The device is 20mm x 20mm x 7mm and includes a battery and a 1.5-cm wide microchip. At scheduled intervals, the chip releases an electric charge that melts a seal surrounding a controlled dose of a drug. The seal is made of a thin but airtight layer of titanium and platinum
In the device’s planned birth control form, the drug would be contraceptive levonorgestrel. The chip would release a dose of 30 micograms daily for 16 years, meaning even a woman who wanted to use it for her entire reproductive life would often only have to replace it once. Fitting the chip takes up to half an hour and requires only local anesthetic.
Using a remote control, the woman could switch off the releases, allowing her to try to conceive. She could then switch the releases back on again later on.
The company behind the device, microchips (funded partly by the Bill & Miranda Gates Foundation), has already tested the technology on patients requiring osteoporosis medicine. The month-long testing had no problems such as immune system reactions.
The plan now is to get the FDA to approve pre-clinical trials in 2015 and have the device on the market in 2016. Among the work still to do is to maximize security to remove any question of tampering, if only to avoid unfortunate conversations concluding “I didn’t know I was going to get pregnant, my darling, I must have been hacked.”

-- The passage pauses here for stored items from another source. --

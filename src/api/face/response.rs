// Copyright (c) 2025 Fabstir
// SPDX-License-Identifier: BUSL-1.1
//! Face endpoint response types

use serde::Serialize;

use crate::embeddings::{Embedding, FaceModelInfo};
use crate::faces::{CompanyEmbeddings, CompanyId, EmbeddingFailure, SkippedFile};

/// One labeled embedding in the `data` array
#[derive(Debug, Clone, Serialize)]
pub struct FaceEmbeddingEntry {
    pub label: String,
    pub embedding: Embedding,
}

/// A face that loaded but produced no embedding
#[derive(Debug, Clone, Serialize)]
#[serde(rename_all = "camelCase")]
pub struct FailedFace {
    pub label: String,
    pub file: String,
    pub error_type: String,
    pub message: String,
}

impl From<&EmbeddingFailure> for FailedFace {
    fn from(failure: &EmbeddingFailure) -> Self {
        Self {
            label: failure.label.clone(),
            file: failure.file_name.clone(),
            error_type: failure.error.kind().to_string(),
            message: failure.error.to_string(),
        }
    }
}

/// Response from GET /api/face/embeddings
///
/// `failed` and `skipped` are left out of the JSON when empty.
#[derive(Debug, Clone, Serialize)]
#[serde(rename_all = "camelCase")]
pub struct EmbeddingsResponse {
    pub success: bool,
    pub company_id: CompanyId,
    pub data: Vec<FaceEmbeddingEntry>,
    #[serde(skip_serializing_if = "Vec::is_empty")]
    pub failed: Vec<FailedFace>,
    #[serde(skip_serializing_if = "Vec::is_empty")]
    pub skipped: Vec<SkippedFile>,
}

impl From<CompanyEmbeddings> for EmbeddingsResponse {
    fn from(result: CompanyEmbeddings) -> Self {
        let failed = result.failed.iter().map(FailedFace::from).collect();
        Self {
            success: true,
            company_id: result.company_id,
            data: result
                .embedded
                .into_iter()
                .map(|e| FaceEmbeddingEntry {
                    label: e.label,
                    embedding: e.embedding,
                })
                .collect(),
            failed,
            skipped: result.skipped,
        }
    }
}

/// Response from POST /api/face/upload
#[derive(Debug, Clone, Serialize)]
pub struct UploadFaceResponse {
    pub success: bool,
    pub message: String,
    /// Stored file name, relative to the company directory
    pub file: String,
}

/// Response from GET /health
#[derive(Debug, Clone, Serialize)]
pub struct HealthResponse {
    pub status: String,
    pub version: String,
    pub features: Vec<String>,
    pub model: FaceModelInfo,
}
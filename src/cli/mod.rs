// Copyright (c) 2025 Fabstir
// SPDX-License-Identifier: BUSL-1.1
//! Command line interface for the face embedding service

use anyhow::{anyhow, Context, Result};
use clap::{Args, Parser, Subcommand};
use std::net::SocketAddr;
use std::path::PathBuf;
use std::sync::Arc;
use tracing::info;

use crate::api::{start_server, AppState};
use crate::config::{
    parse_extensions, ModelSettings, ServerSettings, ServiceConfig, StorageSettings,
    DEFAULT_LISTEN_ADDR, DEFAULT_MODEL_PATH, DEFAULT_REQUEST_TIMEOUT_MS, DEFAULT_STORAGE_ROOT,
};
use crate::embeddings::{FaceEmbedder, OnnxFaceEmbedder};
use crate::faces::{FaceEmbeddingService, FaceStore};
use crate::version;
use crate::vision::read_image_file;

/// Face embedding service
#[derive(Parser, Debug)]
#[command(name = "face-embedding-service")]
#[command(version = version::VERSION_NUMBER)]
#[command(about = "Serves face embeddings for company image directories", long_about = None)]
pub struct Cli {
    #[command(flatten)]
    pub serve: ServeArgs,

    #[command(subcommand)]
    pub command: Option<Commands>,
}

#[derive(Subcommand, Debug)]
pub enum Commands {
    /// Load the model, optionally embed one image, then exit
    CheckModel {
        /// Image to embed after loading
        #[arg(long)]
        image: Option<PathBuf>,
    },
}

#[derive(Args, Debug, Clone)]
pub struct ServeArgs {
    /// Root directory holding one sub-directory per company
    #[arg(long, env = "FACE_STORAGE_ROOT", default_value = DEFAULT_STORAGE_ROOT)]
    pub storage_root: PathBuf,

    /// Accepted image extensions, comma separated
    #[arg(long, env = "FACE_IMAGE_EXTENSIONS", value_delimiter = ',', default_value = "jpg")]
    pub extensions: Vec<String>,

    /// Path to the ONNX face recognition model
    #[arg(long, env = "FACE_MODEL_PATH", default_value = DEFAULT_MODEL_PATH)]
    pub model_path: PathBuf,

    /// Try the CUDA execution provider first
    #[arg(long, env = "FACE_USE_CUDA")]
    pub use_cuda: bool,

    #[arg(long, env = "FACE_API_ADDR", default_value = DEFAULT_LISTEN_ADDR)]
    pub listen_addr: String,

    /// Per-request timeout in milliseconds
    #[arg(long, env = "FACE_REQUEST_TIMEOUT_MS", default_value_t = DEFAULT_REQUEST_TIMEOUT_MS)]
    pub request_timeout_ms: u64,
}

impl ServeArgs {
    pub fn into_config(self) -> ServiceConfig {
        ServiceConfig {
            storage: StorageSettings {
                root: self.storage_root,
                extensions: parse_extensions(&self.extensions.join(",")),
            },
            model: ModelSettings {
                path: self.model_path,
                use_cuda: self.use_cuda,
            },
            server: ServerSettings {
                listen_addr: self.listen_addr,
                request_timeout_ms: self.request_timeout_ms,
            },
        }
    }
}

/// Execute CLI command
pub async fn execute(cli: Cli) -> Result<()> {
    let config = cli.serve.into_config();
    config.validate().map_err(|e| anyhow!(e))?;

    match cli.command {
        None => serve(config).await,
        Some(Commands::CheckModel { image }) => check_model(config, image),
    }
}

fn load_embedder(config: &ServiceConfig) -> Result<OnnxFaceEmbedder> {
    info!("🧠 Loading face model from {}", config.model.path.display());
    let embedder = OnnxFaceEmbedder::new(&config.model.path, config.model.use_cuda)
        .with_context(|| format!("Cannot start without face model {}", config.model.path.display()))?;
    info!("✅ Face model ready: {:?}", embedder.info());
    Ok(embedder)
}

async fn serve(config: ServiceConfig) -> Result<()> {
    let embedder = load_embedder(&config)?;
    let store = FaceStore::from_settings(&config.storage);
    info!(
        "📁 Face images under {} (extensions: {})",
        store.root().display(),
        store.accepted_extensions().join(", ")
    );

    let service = FaceEmbeddingService::new(store, Arc::new(embedder));
    let state = AppState::new(Arc::new(service), config.request_timeout());
    let addr: SocketAddr = config
        .server
        .listen_addr
        .parse()
        .with_context(|| format!("Invalid listen address {}", config.server.listen_addr))?;

    start_server(addr, state, async {
        if tokio::signal::ctrl_c().await.is_ok() {
            info!("Shutdown signal received");
        }
    })
    .await
    .context("HTTP server failed")?;

    info!("👋 Face embedding service stopped");
    Ok(())
}

fn check_model(config: ServiceConfig, image: Option<PathBuf>) -> Result<()> {
    let embedder = load_embedder(&config)?;
    if let Some(path) = image {
        let decoded = read_image_file(&path)
            .with_context(|| format!("Failed to read {}", path.display()))?;
        let embedding = embedder
            .embed(&decoded.image)
            .with_context(|| format!("Failed to embed {}", path.display()))?;
        println!(
            "{}: {} values, norm {:.6}",
            path.display(),
            embedding.len(),
            embedding.norm()
        );
    }
    Ok(())
}
// Copyright (c) 2025 Fabstir
// SPDX-License-Identifier: BUSL-1.1
//! Image preprocessing for the face recognition model

use image::{DynamicImage, RgbImage};
use ndarray::Array4;

/// Square input resolution of the recognition network
pub const FACE_INPUT_SIZE: u32 = 112;

/// Per-channel mean applied after scaling to [0, 1]
pub const MEAN: f32 = 0.5;

/// Per-channel std applied after mean subtraction
pub const STD: f32 = 0.5;

/// Preprocess a face image for embedding
///
/// Steps:
/// 1. Resize to FACE_INPUT_SIZE x FACE_INPUT_SIZE with plain bilinear
///    sampling (half-pixel centers, no antialiasing, edge clamped), the
///    same geometry as OpenCV's `INTER_LINEAR`, rounded back to 8 bits
/// 2. Read channels in RGB order (the decoder's native order, which is what
///    the model was trained on)
/// 3. Normalize: (pixel / 255.0 - 0.5) / 0.5, giving values in [-1, 1]
/// 4. Convert to NCHW tensor format [1, 3, H, W]
pub fn preprocess_for_embedding(image: &DynamicImage) -> Array4<f32> {
    let size = FACE_INPUT_SIZE as usize;
    let rgb = image.to_rgb8();
    let cols = sample_axis(rgb.width(), FACE_INPUT_SIZE);
    let rows = sample_axis(rgb.height(), FACE_INPUT_SIZE);

    let mut tensor = Array4::zeros((1, 3, size, size));
    for (y, row) in rows.iter().enumerate() {
        for (x, col) in cols.iter().enumerate() {
            for c in 0..3 {
                let value = bilinear(&rgb, *col, *row, c);
                tensor[[0, c, y, x]] = normalize_channel(value);
            }
        }
    }

    tensor
}

/// Source taps for one destination coordinate along an axis
#[derive(Debug, Clone, Copy, PartialEq)]
struct Tap {
    lo: u32,
    hi: u32,
    /// Weight of `hi`; `lo` gets `1 - frac`
    frac: f32,
}

fn sample_axis(src_len: u32, dst_len: u32) -> Vec<Tap> {
    let scale = src_len as f32 / dst_len as f32;
    let last = src_len.saturating_sub(1);
    (0..dst_len)
        .map(|d| {
            let pos = (d as f32 + 0.5) * scale - 0.5;
            let base = pos.floor();
            let (lo, frac) = if base < 0.0 {
                (0, 0.0)
            } else if base as u32 >= last {
                (last, 0.0)
            } else {
                (base as u32, pos - base)
            };
            Tap {
                lo,
                hi: (lo + 1).min(last),
                frac,
            }
        })
        .collect()
}

fn bilinear(rgb: &RgbImage, col: Tap, row: Tap, channel: usize) -> u8 {
    let px = |x: u32, y: u32| rgb.get_pixel(x, y)[channel] as f32;
    let top = px(col.lo, row.lo) * (1.0 - col.frac) + px(col.hi, row.lo) * col.frac;
    let bottom = px(col.lo, row.hi) * (1.0 - col.frac) + px(col.hi, row.hi) * col.frac;
    let value = top * (1.0 - row.frac) + bottom * row.frac;
    value.round().clamp(0.0, 255.0) as u8
}

#[inline]
fn normalize_channel(value: u8) -> f32 {
    (value as f32 / 255.0 - MEAN) / STD
}
//! Object metadata and streamed downloads

use std::time::Duration;

use aws_sdk_s3::presigning::PresigningConfig;
use futures_util::{StreamExt, TryStreamExt};

use super::client::R2Client;
use super::list::leaf_name;
use super::types::{ByteStream, Entry, EntryKind, StorageResult};

/// Presigned URL lifetime for downloads
const DOWNLOAD_URL_TTL_SECS: u64 = 3600;

/// Fetch a file's metadata; the name doubles as the suggested save filename.
pub async fn file_info(client: &R2Client, file_id: &str) -> StorageResult<Entry> {
    let response = client
        .s3
        .head_object()
        .bucket(&client.bucket)
        .key(file_id)
        .send()
        .await?;

    Ok(Entry {
        id: file_id.to_string(),
        name: leaf_name(file_id),
        kind: EntryKind::File,
        size: response.content_length().unwrap_or(0),
        last_modified: response
            .last_modified()
            .map(|dt| dt.to_string())
            .unwrap_or_default(),
        url: None,
    })
}

/// Open a byte stream over a file's content via a fresh presigned URL.
pub async fn download_stream(client: &R2Client, file_id: &str) -> StorageResult<ByteStream> {
    let presigning_config = PresigningConfig::builder()
        .expires_in(Duration::from_secs(DOWNLOAD_URL_TTL_SECS))
        .build()?;

    let presigned_request = client
        .s3
        .get_object()
        .bucket(&client.bucket)
        .key(file_id)
        .presigned(presigning_config)
        .await?;

    let response = client
        .http
        .get(presigned_request.uri().to_string())
        .send()
        .await?;

    if !response.status().is_success() {
        let status = response.status();
        let text = response.text().await.unwrap_or_default();
        return Err(format!("Download failed: {} - {}", status, text).into());
    }

    Ok(response
        .bytes_stream()
        .map_err(|e| Box::new(e) as Box<dyn std::error::Error + Send + Sync>)
        .boxed())
}
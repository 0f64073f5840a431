//! First-page folder listing

use super::client::R2Client;
use super::types::{Entry, EntryKind, FolderListing, StorageResult};

/// Name segment of a key or folder prefix.
pub(crate) fn leaf_name(key: &str) -> String {
    key.trim_end_matches('/')
        .rsplit('/')
        .next()
        .unwrap_or(key)
        .to_string()
}

/// List the first page of entries directly under a folder prefix.
///
/// Only one page is requested; folders larger than the vendor's default
/// page size are truncated, which the `truncated` flag records.
pub async fn list_folder(client: &R2Client, folder_id: &str) -> StorageResult<FolderListing> {
    let mut request = client
        .s3
        .list_objects_v2()
        .bucket(&client.bucket)
        .delimiter("/");

    if !folder_id.is_empty() {
        request = request.prefix(folder_id);
    }

    let response = request.send().await?;

    let mut entries: Vec<Entry> = response
        .common_prefixes()
        .iter()
        .filter_map(|prefix| {
            let id = prefix.prefix()?.to_string();
            Some(Entry {
                name: leaf_name(&id),
                id,
                kind: EntryKind::Folder,
                size: 0,
                last_modified: String::new(),
                url: None,
            })
        })
        .collect();

    entries.extend(response.contents().iter().filter_map(|obj| {
        let key = obj.key()?.to_string();
        // Skip directory markers
        if key.ends_with('/') {
            return None;
        }
        Some(Entry {
            name: leaf_name(&key),
            id: key,
            kind: EntryKind::File,
            size: obj.size().unwrap_or(0),
            last_modified: obj
                .last_modified()
                .map(|dt| dt.to_string())
                .unwrap_or_default(),
            url: None,
        })
    }));

    Ok(FolderListing {
        entries,
        truncated: response.is_truncated().unwrap_or(false),
    })
}

#[cfg(test)]
mod tests {
    use super::leaf_name;

    #[test]
    fn leaf_name_strips_parent_segments() {
        assert_eq!(leaf_name("a.txt"), "a.txt");
        assert_eq!(leaf_name("photos/2024/a.txt"), "a.txt");
        assert_eq!(leaf_name("photos/"), "photos");
        assert_eq!(leaf_name("photos/2024/"), "2024");
    }
}
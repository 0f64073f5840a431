// Prevents additional console window on Windows in release, DO NOT REMOVE!!
#![cfg_attr(not(debug_assertions), windows_subsystem = "windows")]

fn main() {
    drift_lib::run()
}
//! Credential parsing and client construction

use aws_config::Region;
use aws_credential_types::Credentials;
use aws_sdk_s3::config::Builder as S3ConfigBuilder;
use sha2::{Digest, Sha256};

use super::client::R2Client;

/// Fields of the pasted credential string
/// `account_id:bucket:access_key_id:api_token`.
///
/// Splitting is deliberately lenient: absent segments stay empty and an
/// unusable credential only surfaces when the first remote call fails.
#[derive(Debug, Clone, Default, PartialEq)]
pub struct Credential {
    pub account_id: String,
    pub bucket: String,
    pub access_key_id: String,
    pub api_token: String,
}

impl Credential {
    pub fn parse(raw: &str) -> Self {
        let mut parts = raw.splitn(4, ':');
        let mut next = || parts.next().unwrap_or("").trim().to_string();
        Credential {
            account_id: next(),
            bucket: next(),
            access_key_id: next(),
            api_token: next(),
        }
    }

    /// S3 secret key for an API token: the SHA-256 hex digest of the token value.
    pub fn secret_access_key(&self) -> String {
        let mut hasher = Sha256::new();
        hasher.update(self.api_token.as_bytes());
        hex::encode(hasher.finalize())
    }
}

/// Build a client for the account endpoint. Construction never fails;
/// the vendor checks credential validity on first use.
pub fn create_client(credential: &Credential) -> R2Client {
    let credentials = Credentials::new(
        &credential.access_key_id,
        credential.secret_access_key(),
        None,
        None,
        "drift-provider",
    );

    let endpoint_url = format!(
        "https://{}.r2.cloudflarestorage.com",
        credential.account_id
    );

    let s3_config = S3ConfigBuilder::new()
        .credentials_provider(credentials)
        .region(Region::new("auto"))
        .endpoint_url(endpoint_url)
        .force_path_style(true)
        .build();

    R2Client {
        s3: aws_sdk_s3::Client::from_conf(s3_config),
        http: reqwest::Client::new(),
        bucket: credential.bucket.clone(),
    }
}

#[cfg(test)]
mod tests {
    use super::Credential;

    #[test]
    fn parse_splits_all_four_segments() {
        let credential = Credential::parse("acct:media:key-id:tok-value");
        assert_eq!(credential.account_id, "acct");
        assert_eq!(credential.bucket, "media");
        assert_eq!(credential.access_key_id, "key-id");
        assert_eq!(credential.api_token, "tok-value");
    }

    #[test]
    fn parse_accepts_arbitrary_input_without_validation() {
        let credential = Credential::parse("abc123");
        assert_eq!(credential.account_id, "abc123");
        assert_eq!(credential.bucket, "");
        assert_eq!(credential.access_key_id, "");
        assert_eq!(credential.api_token, "");

        assert_eq!(Credential::parse(""), Credential::default());
    }

    #[test]
    fn parse_trims_whitespace_around_segments() {
        let credential = Credential::parse(" acct : media : key : tok ");
        assert_eq!(credential.account_id, "acct");
        assert_eq!(credential.api_token, "tok");
    }

    #[test]
    fn secret_key_is_sha256_of_token_value() {
        let credential = Credential::parse("acct:media:key:abc");
        assert_eq!(
            credential.secret_access_key(),
            "ba7816bf8f01cfea414140de5dae2223b00361a396177a9cb410ff61f20015ad"
        );
    }
}
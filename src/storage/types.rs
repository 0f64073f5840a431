//! Entry model and shared result alias

use serde::{Deserialize, Serialize};

pub type StorageResult<T> = Result<T, Box<dyn std::error::Error + Send + Sync>>;

/// Chunks of a streamed download body.
pub type ByteStream = futures_util::stream::BoxStream<'static, StorageResult<bytes::Bytes>>;

#[derive(Debug, Clone, Serialize, Deserialize, PartialEq)]
pub enum EntryKind {
    #[serde(rename = "file")]
    File,
    #[serde(rename = "folder")]
    Folder,
    #[serde(rename = "web_link")]
    WebLink,
}

impl std::fmt::Display for EntryKind {
    fn fmt(&self, f: &mut std::fmt::Formatter<'_>) -> std::fmt::Result {
        match self {
            EntryKind::File => write!(f, "file"),
            EntryKind::Folder => write!(f, "folder"),
            EntryKind::WebLink => write!(f, "web_link"),
        }
    }
}

impl From<String> for EntryKind {
    fn from(value: String) -> Self {
        match value.as_str() {
            "file" => EntryKind::File,
            "folder" => EntryKind::Folder,
            "web_link" => EntryKind::WebLink,
            _ => EntryKind::File,
        }
    }
}

/// One row of a folder listing.
#[derive(Debug, Clone, Serialize, Deserialize, PartialEq)]
pub struct Entry {
    pub id: String,
    pub name: String,
    pub kind: EntryKind,
    pub size: i64,
    pub last_modified: String,
    pub url: Option<String>,
}

/// First page of a folder's contents.
#[derive(Debug, Clone, Serialize, Deserialize)]
pub struct FolderListing {
    pub entries: Vec<Entry>,
    pub truncated: bool,
}

#[cfg(test)]
mod tests {
    use super::EntryKind;

    #[test]
    fn entry_kind_display_matches_expected_strings() {
        assert_eq!(EntryKind::File.to_string(), "file");
        assert_eq!(EntryKind::Folder.to_string(), "folder");
        assert_eq!(EntryKind::WebLink.to_string(), "web_link");
    }

    #[test]
    fn entry_kind_from_string_defaults_to_file() {
        let kind: EntryKind = "unknown".to_string().into();
        assert_eq!(kind, EntryKind::File);
    }

    #[test]
    fn entry_kind_serializes_with_wire_names() {
        assert_eq!(
            serde_json::to_string(&EntryKind::WebLink).unwrap(),
            "\"web_link\""
        );
        assert_eq!(serde_json::to_string(&EntryKind::Folder).unwrap(), "\"folder\"");
    }
}
//! Upload operations (single-shot, multipart)

use std::path::Path;
use std::sync::Arc;

use aws_sdk_s3::primitives::ByteStream;
use aws_sdk_s3::types::{CompletedMultipartUpload, CompletedPart};
use tokio::fs::File;
use tokio::io::{AsyncReadExt, AsyncSeekExt, SeekFrom};
use tokio::sync::Semaphore;

use super::client::R2Client;
use super::types::StorageResult;

// Part size: 10MB per chunk
const PART_SIZE: u64 = 10 * 1024 * 1024;
// Concurrent uploads: 4 parts in parallel
const CONCURRENCY: usize = 4;

/// Destination key for a file landing in a folder.
pub(crate) fn object_key(folder_id: &str, name: &str) -> String {
    format!("{}{}", folder_id, name)
}

/// Upload a file in a single PUT.
pub async fn upload_simple(client: &R2Client, key: &str, source: &Path) -> StorageResult<String> {
    let body = ByteStream::from_path(source).await?;

    let response = client
        .s3
        .put_object()
        .bucket(&client.bucket)
        .key(key)
        .body(body)
        .send()
        .await?;

    Ok(response.e_tag().unwrap_or_default().to_string())
}

/// Initiate multipart upload
async fn initiate_multipart_upload(client: &R2Client, key: &str) -> StorageResult<String> {
    let response = client
        .s3
        .create_multipart_upload()
        .bucket(&client.bucket)
        .key(key)
        .send()
        .await?;

    let upload_id = response
        .upload_id()
        .ok_or("No upload ID returned")?
        .to_string();

    Ok(upload_id)
}

/// Upload a part in multipart upload
async fn upload_part(
    client: &R2Client,
    key: &str,
    upload_id: &str,
    part_number: i32,
    data: Vec<u8>,
) -> StorageResult<String> {
    let response = client
        .s3
        .upload_part()
        .bucket(&client.bucket)
        .key(key)
        .upload_id(upload_id)
        .part_number(part_number)
        .body(ByteStream::from(data))
        .send()
        .await?;

    Ok(response.e_tag().unwrap_or_default().to_string())
}

/// Complete multipart upload
async fn complete_multipart_upload(
    client: &R2Client,
    key: &str,
    upload_id: &str,
    parts: Vec<(i32, String)>, // (part_number, etag)
) -> StorageResult<()> {
    let completed_parts: Vec<CompletedPart> = parts
        .into_iter()
        .map(|(part_number, etag)| {
            CompletedPart::builder()
                .part_number(part_number)
                .e_tag(etag)
                .build()
        })
        .collect();

    let completed_upload = CompletedMultipartUpload::builder()
        .set_parts(Some(completed_parts))
        .build();

    client
        .s3
        .complete_multipart_upload()
        .bucket(&client.bucket)
        .key(key)
        .upload_id(upload_id)
        .multipart_upload(completed_upload)
        .send()
        .await?;

    Ok(())
}

/// Abort multipart upload
async fn abort_multipart_upload(
    client: &R2Client,
    key: &str,
    upload_id: &str,
) -> StorageResult<()> {
    client
        .s3
        .abort_multipart_upload()
        .bucket(&client.bucket)
        .key(key)
        .upload_id(upload_id)
        .send()
        .await?;

    Ok(())
}

/// Upload a large file through the vendor's multipart operations.
///
/// Parts are read by byte range and uploaded concurrently under a
/// semaphore; any part failure aborts the whole upload on the vendor side.
pub async fn upload_multipart(
    client: &R2Client,
    key: &str,
    source: &Path,
    size: u64,
) -> StorageResult<String> {
    if size == 0 {
        return Err("Cannot upload empty file".into());
    }

    let upload_id = initiate_multipart_upload(client, key).await?;
    let total_parts = ((size + PART_SIZE - 1) / PART_SIZE) as usize;

    let semaphore = Arc::new(Semaphore::new(CONCURRENCY));
    let mut handles = Vec::new();

    for part_number in 1..=total_parts {
        let permit = semaphore.clone().acquire_owned().await?;
        let client = client.clone();
        let key = key.to_string();
        let upload_id = upload_id.clone();
        let source = source.to_path_buf();

        let handle = tokio::spawn(async move {
            let _permit = permit;

            // Byte range for this part
            let start = (part_number as u64 - 1) * PART_SIZE;
            let end = std::cmp::min(start + PART_SIZE, size);
            let part_data_size = end - start;

            let mut file = File::open(&source).await?;
            file.seek(SeekFrom::Start(start)).await?;

            let mut buffer = vec![0u8; part_data_size as usize];
            file.read_exact(&mut buffer).await?;

            let etag = upload_part(&client, &key, &upload_id, part_number as i32, buffer).await?;

            Ok::<(i32, String), Box<dyn std::error::Error + Send + Sync>>((
                part_number as i32,
                etag,
            ))
        });

        handles.push(handle);
    }

    let mut parts = Vec::new();
    let mut first_error: Option<Box<dyn std::error::Error + Send + Sync>> = None;

    for handle in handles {
        match handle.await {
            Ok(Ok((part_number, etag))) => {
                parts.push((part_number, etag));
            }
            Ok(Err(e)) => {
                if first_error.is_none() {
                    first_error = Some(e);
                }
            }
            Err(e) => {
                if first_error.is_none() {
                    first_error = Some(format!("Task failed: {}", e).into());
                }
            }
        }
    }

    if let Some(err) = first_error {
        let _ = abort_multipart_upload(client, key, &upload_id).await;
        return Err(err);
    }

    // Parts must be in order when completing
    parts.sort_by_key(|(n, _)| *n);

    complete_multipart_upload(client, key, &upload_id, parts).await?;

    Ok(upload_id)
}

#[cfg(test)]
mod tests {
    use super::object_key;

    #[test]
    fn object_key_joins_folder_prefix_and_name() {
        assert_eq!(object_key("", "a.txt"), "a.txt");
        assert_eq!(object_key("photos/", "a.txt"), "photos/a.txt");
        assert_eq!(object_key("photos/2024/", "b.bin"), "photos/2024/b.bin");
    }
}
use ndarray::{ArrayView1, ArrayViewMut1, ArrayViewMut2, Zip};

/// Plain inner product, accumulated left to right.
pub fn dot_product(a: ArrayView1<f64>, b: ArrayView1<f64>) -> f64 {
    debug_assert_eq!(a.len(), b.len());
    a.iter().zip(b.iter()).fold(0.0, |acc, (&x, &y)| acc + x * y)
}

/// `acc[k] += scale * x[k]` for every `k`.
pub fn accumulate_scaled(mut acc: ArrayViewMut1<f64>, x: ArrayView1<f64>, scale: f64) {
    Zip::from(&mut acc).and(&x).for_each(|a, &v| {
        *a += v * scale;
    });
}

/// Applies `tanh` to every element in place.
pub fn tanh_inplace(matrix: &mut ArrayViewMut2<f64>) {
    matrix.mapv_inplace(f64::tanh);
}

The set-up already requires the remote control to be applied to the skin near the implant. Researchers are now working on a way to encrypt the wireless data and the chip.
The company is also developing a version of the system that has the controlled release but not the remote control. That would be cheaper, but only suitable for situations where there’s no possibility of needing to control or stop the dosage after the device is implanted.